##### RECORDED DATA
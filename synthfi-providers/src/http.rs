//! Plain request/response JSON-RPC over HTTP, for the Solana methods that don't need a
//! subscription: `getAccountInfo`, `getMultipleAccounts`, `getRecentBlockhash` and
//! `sendTransaction`. Grounded on ethers' `rpc::transports::http::Provider`, generalized
//! with the same bounded-backoff retry the websocket engine uses for reconnects.

use std::sync::atomic::{AtomicU64, Ordering};
use std::time::Duration;

use backoff::backoff::Backoff;
use backoff::ExponentialBackoff;
use reqwest::Client;

use synthfi_core::{AccountInfo, Hash, PublicKey, Request, Response};

use crate::error::ProviderError;

/// The node silently caps `getMultipleAccounts` at 100 pubkeys per call; callers ask for
/// more and this client transparently batches.
pub const MAX_MULTIPLE_ACCOUNTS: usize = 100;

/// Applied to every call unless overridden via [`HttpRpcClient::with_timeout`].
const DEFAULT_TIMEOUT: Duration = Duration::from_secs(30);

#[derive(Clone)]
pub struct HttpRpcClient {
    id: std::sync::Arc<AtomicU64>,
    client: Client,
    url: url::Url,
    retries: usize,
}

impl HttpRpcClient {
    pub fn new(url: url::Url) -> Self {
        Self::with_timeout(url, DEFAULT_TIMEOUT)
    }

    /// Builds a client whose underlying `reqwest::Client` enforces `timeout` on every
    /// call, so a node that stops answering mid-request fails instead of blocking the
    /// caller's strand forever.
    pub fn with_timeout(url: url::Url, timeout: Duration) -> Self {
        let client = Client::builder()
            .timeout(timeout)
            .build()
            .expect("reqwest client configuration is always valid");
        Self { id: Default::default(), client, url, retries: 3 }
    }

    pub fn with_retries(mut self, retries: usize) -> Self {
        self.retries = retries;
        self
    }

    fn next_id(&self) -> u64 {
        self.id.fetch_add(1, Ordering::Relaxed)
    }

    async fn call<P: serde::Serialize, R: serde::de::DeserializeOwned>(
        &self,
        method: &str,
        params: P,
    ) -> Result<R, ProviderError> {
        let mut backoff = ExponentialBackoff {
            initial_interval: Duration::from_millis(100),
            max_interval: Duration::from_secs(5),
            max_elapsed_time: None,
            ..Default::default()
        };

        let mut attempt = 0;
        loop {
            let id = self.next_id();
            let request = Request::new(id, method, &params);
            let send_result = self.client.post(self.url.clone()).json(&request).send().await;

            match send_result {
                Ok(resp) => match resp.json::<Response<R>>().await {
                    Ok(Response::Success { result, .. }) => return Ok(result),
                    Ok(Response::Error { error, .. }) => return Err(ProviderError::JsonRpc(error)),
                    Ok(Response::Notification { .. }) => {
                        return Err(ProviderError::UnknownRequestId(id))
                    }
                    Err(err) => {
                        if attempt >= self.retries {
                            return Err(ProviderError::Http(err));
                        }
                    }
                },
                Err(err) => {
                    if attempt >= self.retries {
                        return Err(ProviderError::Http(err));
                    }
                }
            }

            attempt += 1;
            match backoff.next_backoff() {
                Some(delay) => tokio::time::sleep(delay).await,
                None => return Err(ProviderError::TooManyReconnects),
            }
        }
    }

    pub async fn get_account_info(
        &self,
        account: PublicKey,
    ) -> Result<Option<AccountInfo>, ProviderError> {
        #[derive(serde::Deserialize)]
        struct Wrapper {
            value: Option<AccountInfo>,
        }
        let params = serde_json::json!([account.to_string(), { "encoding": "base64" }]);
        let wrapper: Wrapper = self.call("getAccountInfo", params).await?;
        Ok(wrapper.value)
    }

    /// Splits `accounts` into `MAX_MULTIPLE_ACCOUNTS`-sized batches and issues one call
    /// per batch, preserving input order in the result.
    pub async fn get_multiple_accounts(
        &self,
        accounts: &[PublicKey],
    ) -> Result<Vec<Option<AccountInfo>>, ProviderError> {
        #[derive(serde::Deserialize)]
        struct Wrapper {
            value: Vec<Option<AccountInfo>>,
        }

        let mut out = Vec::with_capacity(accounts.len());
        for chunk in accounts.chunks(MAX_MULTIPLE_ACCOUNTS) {
            let keys: Vec<String> = chunk.iter().map(PublicKey::to_string).collect();
            let params = serde_json::json!([keys, { "encoding": "base64" }]);
            let wrapper: Wrapper = self.call("getMultipleAccounts", params).await?;
            out.extend(wrapper.value);
        }
        Ok(out)
    }

    pub async fn get_recent_blockhash(&self) -> Result<Hash, ProviderError> {
        #[derive(serde::Deserialize)]
        struct BlockhashValue {
            blockhash: Hash,
        }
        #[derive(serde::Deserialize)]
        struct Wrapper {
            value: BlockhashValue,
        }
        let wrapper: Wrapper = self.call("getRecentBlockhash", serde_json::json!([])).await?;
        Ok(wrapper.value.blockhash)
    }

    /// `transaction` is the base64-encoded, already-signed wire transaction.
    pub async fn send_transaction(&self, transaction: &str) -> Result<synthfi_core::Signature, ProviderError> {
        let params = serde_json::json!([transaction, { "encoding": "base64" }]);
        self.call("sendTransaction", params).await
    }
}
##########
_TASK BRIEF:_ Among the records above, find each line holding the string "getMultipleAccounts" and pull it out.

_TASK RESULT:_
//! subscription: `getAccountInfo`, `getMultipleAccounts`, `getRecentBlockhash` and
/// The node silently caps `getMultipleAccounts` at 100 pubkeys per call; callers ask for
            let wrapper: Wrapper = self.call("getMultipleAccounts", params).await?;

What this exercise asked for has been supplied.